Further points of business are raised and tackled, and then Thurston comes to the matter of a territorial dispute between two departments.
“This one’s been pending for quite a while,” he says. “I came across it yesterday evening while going through the files in preparation for this morning. Something we’ve all been overlooking.”
“Probably with good reason,” mutters Fred.

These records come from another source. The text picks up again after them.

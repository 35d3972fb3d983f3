use std::collections::HashMap;
use std::fmt;
use std::sync::Arc;

use super::{ActionContext, ActionOutcome};
use crate::errors::{ActionError, PageFlowError};

/// Punto de entrada del motor hacia el código de la aplicación.
pub trait ActionInvoker: Send + Sync + fmt::Debug {
    fn invoke(&self, class: &str, method: &str, ctx: &mut ActionContext<'_>) -> Result<ActionOutcome, PageFlowError>;
}

/// Handler de una "clase" de acciones: despacha por nombre de método.
pub trait ActionHandler: Send + Sync {
    fn invoke(&self, method: &str, ctx: &mut ActionContext<'_>) -> Result<ActionOutcome, ActionError>;
}

pub type ActionFn = Box<dyn Fn(&mut ActionContext<'_>) -> Result<ActionOutcome, ActionError> + Send + Sync>;

/// Handler basado en una tabla `método -> closure`.
#[derive(Default)]
pub struct MethodTable {
    methods: HashMap<String, ActionFn>,
}

impl MethodTable {
    pub fn new() -> Self {
        Self::default()
    }

    /// Registra un método. El closure puede devolver cualquier cosa
    /// convertible en `ActionOutcome` (`()`, `bool`, `&str`, `Option<String>`).
    pub fn method<F, O>(mut self, name: &str, f: F) -> Self
        where F: Fn(&mut ActionContext<'_>) -> Result<O, ActionError> + Send + Sync + 'static,
              O: Into<ActionOutcome>
    {
        self.methods.insert(name.to_string(), Box::new(move |ctx| f(ctx).map(Into::into)));
        self
    }

    pub fn has_method(&self, name: &str) -> bool {
        self.methods.contains_key(name)
    }
}

impl ActionHandler for MethodTable {
    fn invoke(&self, method: &str, ctx: &mut ActionContext<'_>) -> Result<ActionOutcome, ActionError> {
        let f = self.methods
                    .get(method)
                    .ok_or_else(|| ActionError::UnknownMethod(method.to_string()))?;
        f(ctx)
    }
}

/// Registro de handlers por nombre de clase.
#[derive(Default, Clone)]
pub struct ActionRegistry {
    handlers: HashMap<String, Arc<dyn ActionHandler>>,
}

impl ActionRegistry {
    pub fn new() -> Self {
        Self::default()
    }

    pub fn register<H>(mut self, class: &str, handler: H) -> Self
        where H: ActionHandler + 'static
    {
        self.insert(class, handler);
        self
    }

    pub fn insert<H>(&mut self, class: &str, handler: H)
        where H: ActionHandler + 'static
    {
        self.handlers.insert(class.to_string(), Arc::new(handler));
    }

    pub fn has_handler(&self, class: &str) -> bool {
        self.handlers.contains_key(class)
    }
}

impl fmt::Debug for ActionRegistry {
    fn fmt(&self, f: &mut fmt::Formatter<'_>) -> fmt::Result {
        let mut classes: Vec<&String> = self.handlers.keys().collect();
        classes.sort();
        f.debug_struct("ActionRegistry").field("classes", &classes).finish()
    }
}

impl ActionInvoker for ActionRegistry {
    fn invoke(&self, class: &str, method: &str, ctx: &mut ActionContext<'_>) -> Result<ActionOutcome, PageFlowError> {
        let handler_name = format!("{class}::{method}");
        let handler = self.handlers
                          .get(class)
                          .ok_or_else(|| PageFlowError::ActionNotFound(handler_name.clone()))?;
        handler.invoke(method, ctx).map_err(|e| match e {
                                       ActionError::UnknownMethod(_) => PageFlowError::ActionNotFound(handler_name),
                                       ActionError::Failed(message) => PageFlowError::ActionFailed { handler: handler_name,
                                                                                                     message },
                                   })
    }
}

#[cfg(test)]
mod tests {
    use super::*;
    use crate::flow::Attributes;
    use serde_json::{json, Value};

    fn call(registry: &ActionRegistry, class: &str, method: &str) -> Result<ActionOutcome, PageFlowError> {
        let mut attributes = Attributes::default();
        let mut payload = Value::Null;
        let mut ctx = ActionContext { flow_id: "F",
                                      current_state: "A",
                                      previous_state: None,
                                      event: "go",
                                      attributes: &mut attributes,
                                      payload: &mut payload };
        registry.invoke(class, method, &mut ctx)
    }

    #[test]
    fn dispatches_by_class_and_method() {
        let registry = ActionRegistry::new().register("FAction",
                                                      MethodTable::new().method("next", |_ctx| Ok("go"))
                                                                        .method("check", |ctx| {
                                                                            ctx.attributes.set("checked", json!(true));
                                                                            Ok(true)
                                                                        }));
        assert_eq!(call(&registry, "FAction", "next").unwrap(), ActionOutcome::Event("go".into()));
        assert_eq!(call(&registry, "FAction", "check").unwrap(), ActionOutcome::Guard(true));
    }

    #[test]
    fn unknown_class_or_method_is_action_not_found() {
        let registry = ActionRegistry::new().register("FAction", MethodTable::new());
        assert_eq!(call(&registry, "Other", "x").unwrap_err(),
                   PageFlowError::ActionNotFound("Other::x".into()));
        assert_eq!(call(&registry, "FAction", "x").unwrap_err(),
                   PageFlowError::ActionNotFound("FAction::x".into()));
    }

    #[test]
    fn handler_failure_names_the_handler() {
        let registry =
            ActionRegistry::new().register("FAction",
                                           MethodTable::new().method("boom", |_ctx| -> Result<(), ActionError> {
                                                                 Err(ActionError::failed("kaput"))
                                                             }));
        assert_eq!(call(&registry, "FAction", "boom").unwrap_err(),
                   PageFlowError::ActionFailed { handler: "FAction::boom".into(),
                                                 message: "kaput".into() });
    }
}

“The e-memo comes from both sections of Security,” Thurston continues. “E-memos plural, actually. The first reads, ‘The Heads of Strategic and Tactical Security would be grateful if the administration would investigate the present hostilities between the Books Department and the Computers Department and deliver a binding judgement to resolve the situation.’” He taps keys, reading selections from the texts of the subsequent e-memos. “‘The ongoing “state of siege” that exists between Books and Computers shows no signs of improving and every indication of impending deterioration.’ ‘Numerous customers have been caught in the “crossfire” of acts of aggression and intimidation...’ ‘Possibility of fatalities arising as a consequence of the state of mutual intimidation...’ ‘Violence and sabotage...’” He looks around at his brothers. “Has anyone heard anything about this before?”
Heads are shaken.
“Apparently it’s been going on for well over a year, ever since we authorised Computers to expand into floorspace occupied by Books.”
“A sensible decision,” says Sato. “Computers has a larger turnover of product and therefore demands a greater amount of display area. Books has been consistently running at a loss, so it seemed logical that it should surrender floorspace to its immediate neighbour. We told Computers to annex a strip of floorspace one metre wide and ten long. Ten square metres of Books.”